Dışarıdan iki merdiven yukarıdaki sıralara ulaşır. Texier'in çizimlerinde gösterdiği, diazomaya (cavea sıralarını yatay olarak ayıran koridor) giden batıdaki iç merdivenden hiç iz kalmamıştır.
Kuzeybatı destek duvarının alt taş sıralarından birinde yazıt, choregus, agonothetes, stephanephoros gibi sıfatlara sahip Sopatros'un analemmayı, bitişikteki merdiveni ve podiumu (bema) Dionysos ve vatandaşlara adadığını bildirir. M.Ö. 2. yüzyıla tarihlenen bu adak, yapıyı tamamlamak ya da daha ziyade onarmak amacını taşımaktaydı. Skenenin inşasında kullanılan devşirme malzemenin bolluğuna bakarak tiyatronun Roma döneminde de onarım gördüğü söylenebilir. Roma dönemi skenesi önceki frons scenaeden daha öne çekilmiştir ve bu yüzden ön cephesi yan girişlerin (parodos) iç köşelerine kadar gelmiştir. Yapı ayrıca iki payanda ile sınırlanmış ve kapılarla ayrılmış üç nişe sahiptir.

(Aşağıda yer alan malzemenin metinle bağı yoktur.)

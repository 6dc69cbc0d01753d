//! Availability-gated file body.
//!
//! The body is read in fixed-size chunks from a handle owned by the request.
//! Before each chunk is read the binding is asked whether those bytes are on
//! disk; a chunk that never arrives ends the body with an error, which
//! aborts the connection instead of sending bytes the engine has not
//! written yet.

use std::io::SeekFrom;
use std::sync::Arc;
use std::time::Duration;

use axum::body::Body;
use bytes::Bytes;
use reelway_core::session::{ByteRange, FileBinding};
use tokio::fs::File;
use tokio::io::{AsyncReadExt, AsyncSeekExt};
use tracing::{debug, warn};

use crate::handlers::StreamError;

/// Opens a fresh read handle positioned at `offset`.
///
/// # Errors
/// - `std::io::Error` - The bound file could not be opened or seeked
pub async fn open_at(binding: &FileBinding, offset: u64) -> Result<File, std::io::Error> {
    let mut file = File::open(&binding.path).await?;
    file.seek(SeekFrom::Start(offset)).await?;
    Ok(file)
}

/// Sequential reader over one requested range.
pub struct GatedReader {
    binding: Arc<FileBinding>,
    file: File,
    position: u64,
    end: u64,
    chunk_size: u64,
    timeout: Duration,
}

impl GatedReader {
    /// `file` must already be positioned at `range.start`.
    pub fn new(
        binding: Arc<FileBinding>,
        file: File,
        range: ByteRange,
        chunk_size: usize,
        timeout: Duration,
    ) -> Self {
        Self {
            binding,
            file,
            position: range.start,
            end: range.end,
            chunk_size: chunk_size.max(1) as u64,
            timeout,
        }
    }

    /// Range of the next chunk, or `None` once the range is exhausted.
    pub fn next_chunk_range(&self) -> Option<ByteRange> {
        (self.position <= self.end).then(|| {
            let chunk_end = self
                .position
                .saturating_add(self.chunk_size - 1)
                .min(self.end);
            ByteRange::new(self.position, chunk_end)
        })
    }

    /// Waits for and reads the next chunk.
    ///
    /// # Errors
    /// - `StreamError::Unavailable` - The chunk did not arrive in time or the session stopped
    /// - `StreamError::Io` - Reading the bound file failed
    pub async fn next_chunk(&mut self) -> Result<Option<Bytes>, StreamError> {
        let Some(chunk) = self.next_chunk_range() else {
            return Ok(None);
        };

        self.binding.wait_for_range(chunk, self.timeout).await?;

        let mut buffer = vec![0u8; chunk.len() as usize];
        self.file.read_exact(&mut buffer).await?;
        self.position = chunk.end + 1;

        Ok(Some(Bytes::from(buffer)))
    }

    /// Turns the reader into a streaming response body.
    pub fn into_body(self) -> Body {
        let stream = futures::stream::try_unfold(self, |mut reader| async move {
            match reader.next_chunk().await {
                Ok(Some(bytes)) => Ok(Some((bytes, reader))),
                Ok(None) => {
                    debug!("Finished streaming {}", reader.binding.path.display());
                    Ok(None)
                }
                Err(e) => {
                    warn!(
                        "Aborting body of {} at byte {}: {}",
                        reader.binding.path.display(),
                        reader.position,
                        e
                    );
                    Err(e)
                }
            }
        });
        Body::from_stream(stream)
    }
}

#[cfg(test)]
mod tests {
    use std::io::Write;

    use reelway_core::session::{AvailabilityError, AvailabilityWatch, PriorityRequester};
    use tempfile::NamedTempFile;

    use super::*;

    fn temp_file(data: &[u8]) -> NamedTempFile {
        let mut file = NamedTempFile::new().unwrap();
        file.write_all(data).unwrap();
        file.flush().unwrap();
        file
    }

    #[tokio::test]
    async fn test_reads_range_in_chunks() {
        let data: Vec<u8> = (0..=255u8).cycle().take(5000).collect();
        let file = temp_file(&data);
        let binding = Arc::new(FileBinding::complete(file.path().to_path_buf(), 5000));
        let handle = open_at(&binding, 100).await.unwrap();
        let mut reader = GatedReader::new(
            binding,
            handle,
            ByteRange::new(100, 2599),
            1024,
            Duration::from_millis(100),
        );

        let mut collected = Vec::new();
        let mut chunks = 0;
        while let Some(bytes) = reader.next_chunk().await.unwrap() {
            assert!(bytes.len() <= 1024);
            collected.extend_from_slice(&bytes);
            chunks += 1;
        }

        assert_eq!(chunks, 3);
        assert_eq!(collected, &data[100..2600]);
    }

    #[tokio::test]
    async fn test_missing_chunk_times_out() {
        let file = temp_file(&[7u8; 4096]);
        let (sender, availability) = AvailabilityWatch::channel(4096);
        sender.send_modify(|a| a.contiguous_bytes = 1024);
        let binding = Arc::new(FileBinding {
            path: file.path().to_path_buf(),
            total_size: 4096,
            availability,
            priorities: PriorityRequester::none(),
        });
        let handle = open_at(&binding, 0).await.unwrap();
        let mut reader = GatedReader::new(
            binding,
            handle,
            ByteRange::new(0, 4095),
            1024,
            Duration::from_millis(50),
        );

        assert_eq!(reader.next_chunk().await.unwrap().unwrap().len(), 1024);
        let err = reader.next_chunk().await.unwrap_err();
        assert!(matches!(
            err,
            StreamError::Unavailable(AvailabilityError::Timeout { .. })
        ));
    }
}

Sahnenin ahşap zemin döşemesi iki sıra küçük sütun tarafından taşınmaktaydı; bunların çoğu sonradan küçük payandalarla değiştirilmiştir. Bunlardan birinde, tiyatro temsilleri için yardımları listeleyen bir yazıt barındırır. Bu, tiyatronun Hellenistik dönemde İasos'taki önemini göstermektedir.